In this article, the application of a novel DDSL control approach for mobile monitoring IoT devices based on wake-up scheduling (Fig. 1) is presented. The core of the algorithm is to dynamically set an operation period through a wake-up timer configuration according to the correct estimation of future collected data values, which potentially leads to effective operation of power-aware systems. For evaluation purposes, there were used historical incoming solar irradiance data from an environmental monitoring device. The presented self-learning algorithm was also evaluated by a set of various QL expert parameter configurations. Predicted values were compared to the collected values from sensors to provide input parameters for the learning process. The testing procedure compares a complete set of collected data and a reduced set with linear interpolation. The article's novelty lies in modification of the QL approach to allow energy efficient data-driven behavior of embedded IoT devices.

Table 1Summary of state-of-the-art usage of the QL algorithm in the target application area

Author, source	Algorithm	Description	Advantages
Savaglio et al. [32]	QL-MAC	Self-adjusting node duty-cycle	+ Low energy states + Iteratively changing parameters + Reduced energy consumption
Wei et al. [33]	QS-TDMA	Task scheduling algorithm	+ The reliability and real-time performance of WSNs
Wang et al. [34]	TTDD-QL	Two-tier data dissemination scheme	+ Reduced energy consumption + Extended lifetime of the WSNs
Redhu et al. [35]	QL	Joint mobile sink scheduling and dynamic buffer management	+ Improved network lifetime + Energy efficient
Kosunalp [36]	QL-SEP	Prediction algorithm	+ Useful for solar-powered devices
Mirhoseini et al. [37]	QL	Hybrid energy supply system	+ Improved system lifetime
Al Islam et al. [38]	QRTT	Prediction algorithm	+ Useful for wireless embedded devices + Improved performance
Zhang et al. [39]	DQL-EES	Energy-efficient scheduling	+ Energy efficient + Useful for real-time system in embedded devices

Figure 1General application principle of a DDSL controller: The mobile device collects and stores parameters of interest into memory.
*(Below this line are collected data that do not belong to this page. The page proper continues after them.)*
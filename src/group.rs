use std::collections::HashMap;

use tracing::{info, warn};

use crate::error::SpeadResult;
use crate::heap::{Heap, MAX_RESERVED_ID};
use crate::item::Item;

/// A registry of items keyed by both numeric id and textual name.
///
/// The group owns its items. Both key spaces are unique at any instant:
/// installing an item whose id or name is already present replaces the
/// prior entry under both keys.
///
/// Groups are single-threaded; concurrent mutation of one group must be
/// serialized externally.
#[derive(Debug, Default)]
pub struct ItemGroup {
    by_name: HashMap<String, Item>,
    ids: HashMap<u64, String>,
}

impl ItemGroup {
    /// Create an empty group.
    pub fn new() -> Self {
        Self::default()
    }

    /// Install an item, replacing any existing entry under its id or name.
    pub fn add_item(&mut self, item: Item) -> &Item {
        let id = item.id();
        let name = item.name().to_owned();
        if self.ids.contains_key(&id) || self.by_name.contains_key(&name) {
            info!(id, name = %name, "descriptor replacement");
        }
        if let Some(old_name) = self.ids.insert(id, name.clone()) {
            if old_name != name {
                self.by_name.remove(&old_name);
            }
        }
        if let Some(old_item) = self.by_name.insert(name.clone(), item) {
            if old_item.id() != id {
                self.ids.remove(&old_item.id());
            }
        }
        &self.by_name[name.as_str()]
    }

    /// Look up an item by its wire id.
    pub fn by_id(&self, id: u64) -> Option<&Item> {
        self.ids.get(&id).and_then(|name| self.by_name.get(name))
    }

    /// Look up an item by its wire id, mutably.
    pub fn by_id_mut(&mut self, id: u64) -> Option<&mut Item> {
        let name = self.ids.get(&id)?;
        self.by_name.get_mut(name.as_str())
    }

    /// Look up an item by name.
    pub fn by_name(&self, name: &str) -> Option<&Item> {
        self.by_name.get(name)
    }

    /// Look up an item by name, mutably.
    pub fn by_name_mut(&mut self, name: &str) -> Option<&mut Item> {
        self.by_name.get_mut(name)
    }

    /// Whether an item with this id is present.
    pub fn contains_id(&self, id: u64) -> bool {
        self.ids.contains_key(&id)
    }

    /// Whether an item with this name is present.
    pub fn contains_name(&self, name: &str) -> bool {
        self.by_name.contains_key(name)
    }

    /// All item ids.
    pub fn ids(&self) -> impl Iterator<Item = u64> + '_ {
        self.ids.keys().copied()
    }

    /// All item names.
    pub fn names(&self) -> impl Iterator<Item = &str> {
        self.by_name.keys().map(String::as_str)
    }

    /// All `(name, item)` pairs.
    pub fn iter(&self) -> impl Iterator<Item = (&str, &Item)> {
        self.by_name.iter().map(|(name, item)| (name.as_str(), item))
    }

    /// Number of items in the group.
    pub fn len(&self) -> usize {
        self.by_name.len()
    }

    /// Whether the group is empty.
    pub fn is_empty(&self) -> bool {
        self.by_name.is_empty()
    }

    /// Apply one inbound heap: install the descriptors it carries, then
    /// decode each addressed item.
    ///
    /// Raw items at reserved ids are skipped silently; items with no known
    /// descriptor are logged and skipped. Every updated item gets the
    /// heap's sequence number as its version and appears in the returned
    /// mapping under its name.
    pub fn update(&mut self, heap: &Heap) -> SpeadResult<HashMap<String, &Item>> {
        for raw_descriptor in heap.get_descriptors() {
            let item = Item::from_raw(raw_descriptor, heap.bug_compat())?;
            self.add_item(item);
        }
        let mut updated_names = Vec::new();
        for raw_item in heap.get_items() {
            if raw_item.id <= MAX_RESERVED_ID {
                continue; // Special fields, not real items.
            }
            let Some(name) = self.ids.get(&raw_item.id).cloned() else {
                warn!(id = raw_item.id, "item received but there is no descriptor");
                continue;
            };
            let Some(item) = self.by_name.get_mut(name.as_str()) else {
                continue;
            };
            item.set_from_raw(raw_item)?;
            item.set_version(heap.cnt());
            updated_names.push(name);
        }
        let mut updated = HashMap::with_capacity(updated_names.len());
        for name in updated_names {
            if let Some(item) = self.by_name.get(name.as_str()) {
                updated.insert(name, item);
            }
        }
        Ok(updated)
    }
}

#[cfg(test)]
mod tests {
    use super::*;
    use crate::array::ArrayOrder;
    use crate::data_type::{DType, DataType};
    use crate::descriptor::Descriptor;

    fn item(id: u64, name: &str) -> Item {
        Item::new(Descriptor::with_dtype(
            id,
            name,
            "",
            vec![-1],
            DType::native(DataType::UInt8),
            ArrayOrder::C,
        ))
    }

    #[test]
    fn test_lookup_by_either_key() {
        let mut group = ItemGroup::new();
        group.add_item(item(10, "gain"));
        assert_eq!(group.len(), 1);
        assert!(group.contains_id(10));
        assert!(group.contains_name("gain"));
        assert_eq!(group.by_id(10).map(Item::name), Some("gain"));
        assert_eq!(group.by_name("gain").map(Item::id), Some(10));
        assert!(group.by_id(11).is_none());
    }

    #[test]
    fn test_replacement_updates_both_keys() {
        let mut group = ItemGroup::new();
        group.add_item(item(10, "gain"));
        group.add_item(item(11, "phase"));

        // Takes over id 10 and the name "phase" at once.
        group.add_item(item(10, "phase"));
        assert_eq!(group.len(), 1);
        assert_eq!(group.by_id(10).map(Item::name), Some("phase"));
        assert!(!group.contains_name("gain"));
        assert!(!group.contains_id(11));
    }

    #[test]
    fn test_replacement_same_name_new_id() {
        let mut group = ItemGroup::new();
        group.add_item(item(10, "gain"));
        group.add_item(item(12, "gain"));
        assert_eq!(group.len(), 1);
        assert!(!group.contains_id(10));
        assert_eq!(group.by_name("gain").map(Item::id), Some(12));
    }
}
The DDSL controller sets a data collection duty cycle and updates the algorithm through data-driven learning

The remainder of the article is organized as follows: the background section describes power-aware challenges, the general Q-learning algorithm principle and future value estimation by polynomial approximation. The experimental section describes a designed controller, reference algorithm and the evaluation criteria. The experiment summary is elaborated in the results section, followed by a technical discussion. The final section concludes the article and discusses several research challenges as future work.

Materials and Methods

This section introduces the theoretical background for a general description of the Q-learning algorithm and mathematical formalization of the applied polynomial approximation.

Q-Learning Algorithm

QL belongs to a family of reinforcement learning methods which explore an optimal strategy for a given problem. This semi-supervised model free algorithm was introduced by Watkins [40] and is formulated as a finite Markov decision process, which is a mathematical formalization of the underlying decision-making process.
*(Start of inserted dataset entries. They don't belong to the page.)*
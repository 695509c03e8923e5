#![doc = include_str!("../README.md")]
#![warn(missing_docs)]

mod array;
pub mod bitstream;
mod data_type;
mod descriptor;
pub mod error;
mod format;
mod group;
mod header;
mod heap;
mod item;
#[cfg(feature = "ndarray")]
pub mod ndarray;
mod value;

pub use array::{Array, ArrayOrder, Element, TypedArray};
pub use data_type::{DType, DataType, Endianness};
pub use descriptor::{Descriptor, ElementType};
pub use error::{SpeadError, SpeadResult};
pub use format::{Field, FieldCode, Format};
pub use group::ItemGroup;
pub use heap::{BugCompat, Heap, RawDescriptor, RawItem, MAX_RESERVED_ID};
pub use item::Item;
pub use value::{Scalar, Value};
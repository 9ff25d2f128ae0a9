/// Identity System
///
/// Identities, their DID documents, the resolver contract and the identity
/// cache used to avoid re-deriving and re-resolving hot identities.

pub mod cache;
pub mod document;
pub mod locks;
pub mod memory;
pub mod resolver;

pub use cache::{CachePolicy, IdentityCache};
pub use document::{Delegation, DelegationKind, DelegationProof, DidDocument, DocumentBuilder};
pub use locks::DidLocks;
pub use memory::InMemoryResolver;
pub use resolver::{parse_resolver_address, ResolverClient, RestResolverClient, RestResolverConfig};

use crate::{
    crypto::{
        keys::{secret_fingerprint, validate_name},
        KeyPair, Seed,
    },
    error::IdentityResult,
};
use serde::{Deserialize, Serialize};
use std::fmt;

/// Kind of entity an identity stands for
#[derive(Debug, Clone, Copy, PartialEq, Eq, Hash, Serialize, Deserialize)]
#[serde(rename_all = "lowercase")]
pub enum SubjectType {
    User,
    Agent,
    Twin,
}

impl SubjectType {
    pub fn as_str(&self) -> &'static str {
        match self {
            SubjectType::User => "user",
            SubjectType::Agent => "agent",
            SubjectType::Twin => "twin",
        }
    }
}

impl fmt::Display for SubjectType {
    fn fmt(&self, f: &mut fmt::Formatter<'_>) -> fmt::Result {
        f.write_str(self.as_str())
    }
}

/// A derived identity together with its key pair
#[derive(Debug, Clone)]
pub struct Identity {
    did: String,
    name: String,
    key_id: String,
    subject_type: SubjectType,
    keys: KeyPair,
    fingerprint: [u8; 32],
}

impl Identity {
    /// Derive an identity from its secret inputs
    pub fn derive(
        subject_type: SubjectType,
        seed: &Seed,
        key_id: &str,
        name: &str,
        password: Option<&str>,
    ) -> IdentityResult<Self> {
        validate_name(name)?;
        let keys = KeyPair::derive_with_password(seed, key_id, password)?;

        Ok(Self {
            did: keys.did(),
            name: name.to_string(),
            key_id: key_id.to_string(),
            subject_type,
            keys,
            fingerprint: secret_fingerprint(seed, key_id, password),
        })
    }

    pub fn did(&self) -> &str {
        &self.did
    }

    /// Fragment naming the identity's public key in its document
    pub fn name(&self) -> &str {
        &self.name
    }

    pub fn key_id(&self) -> &str {
        &self.key_id
    }

    pub fn subject_type(&self) -> SubjectType {
        self.subject_type
    }

    pub fn keys(&self) -> &KeyPair {
        &self.keys
    }

    /// `<did><name>`, e.g. `did:iotics:iotXYZ#agent-0`
    pub fn key_reference(&self) -> String {
        format!("{}{}", self.did, self.name)
    }

    /// Same keys, subject type as recorded by the resolver
    pub(crate) fn with_subject_type(mut self, subject_type: SubjectType) -> Self {
        self.subject_type = subject_type;
        self
    }

    /// True when this identity was derived from the given secrets and name
    pub(crate) fn matches_secrets(&self, fingerprint: &[u8; 32], name: &str) -> bool {
        &self.fingerprint == fingerprint && self.name == name
    }

    pub(crate) fn fingerprint(&self) -> &[u8; 32] {
        &self.fingerprint
    }
}

/// Options for creating (registering) an identity
#[derive(Debug, Clone, Serialize, Deserialize)]
#[serde(rename_all = "camelCase")]
pub struct CreateIdentityOptions {
    /// Base58 seed
    pub seed: String,
    /// Key identifier, e.g. `#agent-key-0`
    pub key: String,
    /// Identity name, e.g. `#agent-0`
    pub name: String,
    #[serde(default)]
    pub password: Option<String>,
    /// Replace an existing resolver record
    #[serde(default, rename = "override")]
    pub override_existing: bool,
}

impl CreateIdentityOptions {
    /// Derive the identity these options describe
    pub fn derive(&self, subject_type: SubjectType) -> IdentityResult<Identity> {
        let seed = Seed::parse(&self.seed)?;
        Identity::derive(
            subject_type,
            &seed,
            &self.key,
            &self.name,
            normalize_password(self.password.as_deref()),
        )
    }
}

/// Options for loading an already registered identity
#[derive(Debug, Clone, Serialize, Deserialize)]
#[serde(rename_all = "camelCase")]
pub struct GetIdentityOptions {
    pub seed: String,
    pub key: String,
    pub did: String,
    pub name: String,
    #[serde(default)]
    pub password: Option<String>,
}

impl GetIdentityOptions {
    pub(crate) fn password(&self) -> Option<&str> {
        normalize_password(self.password.as_deref())
    }
}

/// Absent and empty passwords are the same password
fn normalize_password(password: Option<&str>) -> Option<&str> {
    password.filter(|p| !p.is_empty())
}

/// Result of a delegation: `did` grants `agent_did` the named capability
#[derive(Debug, Clone, PartialEq, Eq, Serialize, Deserialize)]
#[serde(rename_all = "camelCase")]
pub struct DelegationRecord {
    pub did: String,
    pub subject_type: SubjectType,
    pub agent_did: String,
    pub delegation_name: String,
}

#[cfg(test)]
mod tests {
    use super::*;

    const SEED: &str = "EcnwYkUvCwZUrX4QbChrLXBuEc5qsVxMr5upX3VSsmgo";

    #[test]
    fn test_subject_type_serialization() {
        assert_eq!(serde_json::to_string(&SubjectType::Twin).unwrap(), "\"twin\"");
        let parsed: SubjectType = serde_json::from_str("\"agent\"").unwrap();
        assert_eq!(parsed, SubjectType::Agent);
    }

    #[test]
    fn test_create_options_json_shape() {
        let opts: CreateIdentityOptions = serde_json::from_value(serde_json::json!({
            "seed": SEED,
            "key": "#agent-key-0",
            "name": "#agent-0",
            "password": null,
            "override": true
        }))
        .unwrap();

        assert!(opts.override_existing);
        assert!(opts.password.is_none());
    }

    #[test]
    fn test_override_defaults_to_false() {
        let opts: CreateIdentityOptions = serde_json::from_value(serde_json::json!({
            "seed": SEED,
            "key": "#agent-key-0",
            "name": "#agent-0"
        }))
        .unwrap();

        assert!(!opts.override_existing);
    }

    #[test]
    fn test_empty_password_is_no_password() {
        let with_empty = CreateIdentityOptions {
            seed: SEED.to_string(),
            key: "#user-key-0".to_string(),
            name: "#user-0".to_string(),
            password: Some(String::new()),
            override_existing: false,
        };
        let without = CreateIdentityOptions {
            password: None,
            ..with_empty.clone()
        };

        let a = with_empty.derive(SubjectType::User).unwrap();
        let b = without.derive(SubjectType::User).unwrap();
        assert_eq!(a.did(), b.did());
        assert_eq!(a.fingerprint(), b.fingerprint());
    }

    #[test]
    fn test_identity_key_reference() {
        let seed = Seed::parse(SEED).unwrap();
        let identity =
            Identity::derive(SubjectType::Agent, &seed, "#agent-key-0", "#agent-0", None).unwrap();
        assert_eq!(identity.key_reference(), format!("{}#agent-0", identity.did()));
    }

    #[test]
    fn test_identity_name_must_be_fragment() {
        let seed = Seed::parse(SEED).unwrap();
        let err = Identity::derive(SubjectType::Agent, &seed, "#agent-key-0", "agent-0", None)
            .unwrap_err();
        assert!(matches!(err, crate::error::IdentityError::InvalidKeyId(_)));
    }

    #[test]
    fn test_delegation_record_json_shape() {
        let record = DelegationRecord {
            did: "did:iotics:iotTwin".to_string(),
            subject_type: SubjectType::Twin,
            agent_did: "did:iotics:iotAgent".to_string(),
            delegation_name: "#c-deleg-0".to_string(),
        };
        let json = serde_json::to_value(&record).unwrap();
        assert_eq!(json["subjectType"], "twin");
        assert_eq!(json["agentDid"], "did:iotics:iotAgent");
        assert_eq!(json["delegationName"], "#c-deleg-0");
    }
}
The QL defines an agent which is responsible for the selection of action Atfrom a set of actions. The agent is learned through its interaction with its environment (Fig. 2). The QL strategy learns the agent to take the best action which maximizes its long-term reward. The agent regularly updates its achieved rewards according to the selected action at a specific state.

Figure 2Block diagram of reinforcement learning formalization: The agent plans actions and environment provides feedback (current state and reward)
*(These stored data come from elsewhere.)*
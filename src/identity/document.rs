/// DID documents and delegation proofs
use crate::{
    crypto::{did_from_public_key, verify_signature},
    error::{IdentityError, IdentityResult},
    identity::{Identity, SubjectType},
};
use serde::{Deserialize, Serialize};

/// JSON-LD context stamped on every document
pub const DID_CONTEXT: &str = "https://w3id.org/did/v1";

/// Verification key type published for secp256k1 keys
pub const KEY_TYPE: &str = "Secp256k1VerificationKey2018";

/// Public key published in a DID document
#[derive(Debug, Clone, PartialEq, Eq, Serialize, Deserialize)]
#[serde(rename_all = "camelCase")]
pub struct PublicKeyEntry {
    /// Key name fragment, e.g. `#agent-0`
    pub id: String,
    #[serde(rename = "type")]
    pub key_type: String,
    pub public_key_base58: String,
}

/// Capability granted by a delegation
#[derive(Debug, Clone, Copy, PartialEq, Eq, Hash, Serialize, Deserialize)]
#[serde(rename_all = "camelCase")]
pub enum DelegationKind {
    /// Agent may act as (control) a twin
    Control,
    /// Agent may authenticate on behalf of a user
    Authentication,
}

impl DelegationKind {
    /// Subject type allowed to grant this capability
    pub fn subject_type(&self) -> SubjectType {
        match self {
            DelegationKind::Control => SubjectType::Twin,
            DelegationKind::Authentication => SubjectType::User,
        }
    }
}

/// Delegation entry held in the subject's document
#[derive(Debug, Clone, PartialEq, Eq, Serialize, Deserialize)]
#[serde(rename_all = "camelCase")]
pub struct DelegationProof {
    /// Delegation name, unique within the subject document
    pub id: String,
    /// `<agentDid><agentName>` of the delegated agent
    pub controller: String,
    /// Agent's hex signature over the subject DID
    pub proof: String,
    #[serde(default)]
    pub revoked: bool,
}

impl DelegationProof {
    /// DID half of the controller reference
    pub fn controller_did(&self) -> &str {
        self.controller
            .split_once('#')
            .map(|(did, _)| did)
            .unwrap_or(&self.controller)
    }

    /// `#name` half of the controller reference, if any
    pub fn controller_key_name(&self) -> Option<&str> {
        self.controller.find('#').map(|idx| &self.controller[idx..])
    }
}

/// A delegation to place in a document under construction
#[derive(Debug, Clone, PartialEq, Eq)]
pub struct Delegation {
    pub kind: DelegationKind,
    pub proof: DelegationProof,
}

/// Resolver-held record for one DID
#[derive(Debug, Clone, PartialEq, Eq, Serialize, Deserialize)]
#[serde(rename_all = "camelCase")]
pub struct DidDocument {
    #[serde(rename = "@context")]
    pub context: String,
    pub id: String,
    pub subject_type: SubjectType,
    pub public_keys: Vec<PublicKeyEntry>,
    #[serde(default)]
    pub delegate_control: Vec<DelegationProof>,
    #[serde(default)]
    pub delegate_authentication: Vec<DelegationProof>,
    /// Hex signature by the document's own key over the unsigned document
    #[serde(default, skip_serializing_if = "Option::is_none")]
    pub proof: Option<String>,
}

impl DidDocument {
    /// Delegations of one kind
    pub fn delegations(&self, kind: DelegationKind) -> &[DelegationProof] {
        match kind {
            DelegationKind::Control => &self.delegate_control,
            DelegationKind::Authentication => &self.delegate_authentication,
        }
    }

    /// All delegations, tagged with their kind
    pub fn all_delegations(&self) -> Vec<Delegation> {
        let control = self.delegate_control.iter().map(|proof| Delegation {
            kind: DelegationKind::Control,
            proof: proof.clone(),
        });
        let auth = self.delegate_authentication.iter().map(|proof| Delegation {
            kind: DelegationKind::Authentication,
            proof: proof.clone(),
        });
        control.chain(auth).collect()
    }

    /// Public key by name
    pub fn public_key(&self, name: &str) -> Option<&PublicKeyEntry> {
        self.public_keys.iter().find(|key| key.id == name)
    }

    /// Canonical bytes covered by the document proof
    pub fn signing_payload(&self) -> IdentityResult<Vec<u8>> {
        let unsigned = DidDocument {
            proof: None,
            ..self.clone()
        };
        Ok(serde_json::to_vec(&unsigned)?)
    }
}

/// Builds, signs and checks DID documents
pub struct DocumentBuilder;

impl DocumentBuilder {
    /// Build the signed document for `identity` holding `delegations`
    ///
    /// Deterministic: later delegations replace earlier ones with the same name.
    pub fn build(identity: &Identity, delegations: &[Delegation]) -> IdentityResult<DidDocument> {
        let mut delegate_control: Vec<DelegationProof> = Vec::new();
        let mut delegate_authentication: Vec<DelegationProof> = Vec::new();

        for delegation in delegations {
            delegate_control.retain(|p| p.id != delegation.proof.id);
            delegate_authentication.retain(|p| p.id != delegation.proof.id);

            match delegation.kind {
                DelegationKind::Control => delegate_control.push(delegation.proof.clone()),
                DelegationKind::Authentication => {
                    delegate_authentication.push(delegation.proof.clone())
                }
            }
        }

        let mut document = DidDocument {
            context: DID_CONTEXT.to_string(),
            id: identity.did().to_string(),
            subject_type: identity.subject_type(),
            public_keys: vec![PublicKeyEntry {
                id: identity.name().to_string(),
                key_type: KEY_TYPE.to_string(),
                public_key_base58: identity.keys().public_key_base58(),
            }],
            delegate_control,
            delegate_authentication,
            proof: None,
        };

        let payload = document.signing_payload()?;
        document.proof = Some(identity.keys().sign(&payload));

        Ok(document)
    }

    /// Check that the document is signed by a key that owns its DID
    pub fn verify(document: &DidDocument) -> IdentityResult<()> {
        let proof = document.proof.as_deref().ok_or_else(|| {
            IdentityError::Unauthorized(format!("document {} is not signed", document.id))
        })?;
        let payload = document.signing_payload()?;

        let signed_by_owner = document.public_keys.iter().any(|key| {
            owns_did(&key.public_key_base58, &document.id)
                && verify_signature(&key.public_key_base58, &payload, proof)
        });

        if signed_by_owner {
            Ok(())
        } else {
            Err(IdentityError::Unauthorized(format!(
                "document proof for {} does not verify",
                document.id
            )))
        }
    }

    /// Agent-side proof that it accepts a delegation from `subject_did`
    pub fn delegation_proof(agent: &Identity, subject_did: &str, name: &str) -> DelegationProof {
        DelegationProof {
            id: name.to_string(),
            controller: agent.key_reference(),
            proof: agent.keys().sign(subject_did.as_bytes()),
            revoked: false,
        }
    }

    /// Check a delegation proof against the agent's published key
    pub fn verify_delegation(
        proof: &DelegationProof,
        subject_did: &str,
        agent_public_key_base58: &str,
    ) -> bool {
        !proof.revoked
            && owns_did(agent_public_key_base58, proof.controller_did())
            && verify_signature(agent_public_key_base58, subject_did.as_bytes(), &proof.proof)
    }
}

fn owns_did(public_key_base58: &str, did: &str) -> bool {
    bs58::decode(public_key_base58)
        .into_vec()
        .map(|key| did_from_public_key(&key) == did)
        .unwrap_or(false)
}
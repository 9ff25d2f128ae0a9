/// Per-DID mutual exclusion
///
/// Operations that read-modify-write the resolver record of one DID take that
/// DID's lock, so creation and delegation for the same DID never interleave
/// while operations on different DIDs still run in parallel.
use std::{collections::HashMap, sync::Arc};
use tokio::sync::{Mutex, OwnedMutexGuard};

/// Registry of async mutexes keyed by DID
#[derive(Default)]
pub struct DidLocks {
    locks: Mutex<HashMap<String, Arc<Mutex<()>>>>,
}

impl DidLocks {
    pub fn new() -> Self {
        Self::default()
    }

    /// Wait for exclusive access to `did`; released when the guard drops
    pub async fn lock(&self, did: &str) -> OwnedMutexGuard<()> {
        let lock = {
            let mut locks = self.locks.lock().await;
            // Forget locks nobody holds or waits on
            locks.retain(|_, lock| Arc::strong_count(lock) > 1);
            Arc::clone(locks.entry(did.to_string()).or_default())
        };

        lock.lock_owned().await
    }

    /// Number of DIDs currently locked or waited on
    pub async fn active(&self) -> usize {
        self.locks
            .lock()
            .await
            .values()
            .filter(|lock| Arc::strong_count(lock) > 1)
            .count()
    }
}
The QL approach also uses a memory-stored array which is called Q-table, and its size is defined by the number of states S and actions A. The array's columns represent the quantitative values of possible actions. The QL algorithm is controlled by the following equation: (1)Q(St,At)←Q(St,At)+α[R+γmaxa⁡Q(St+1,a)−Q(St,At)], where α is a learning rate which controls the convergence speed of the learning process. When α = 0, the algorithm uses only previous estimates of the reward signal; otherwise α = 1, and the algorithm applies only new knowledge. Q(St,At) represents an estimated value of the reward in the Q-table for the current action At and state St. The variable R represents a received reward signal. A discount rate (γ) determines whether the agent attempts to maximize the immediate reward (γ = 0) or to maximize the future cumulative reward (γ = 1).

The learning strategy is also influenced by a constant ɛ (epsilon-greedy policy), which causes the selection of a random action instead of the maximal reward action. From the 0 to 1 interval, ɛ is selected (e.g., 0.95 means 5% of random actions) [31].

2.2Polynomial Approximation

The polynomial approximation interpolates values with a polynomial. The polynomial is a function which is written in the form: (2)p(x)=anxn+an−1xn−1+⋯+a1x+ao, where a0,a1,…,an are constants (coefficients of polynomial) and xn are variables. If an≠0, n is a degree of polynomial p. The degree of polynomial n is defined by the greatest value of the exponent.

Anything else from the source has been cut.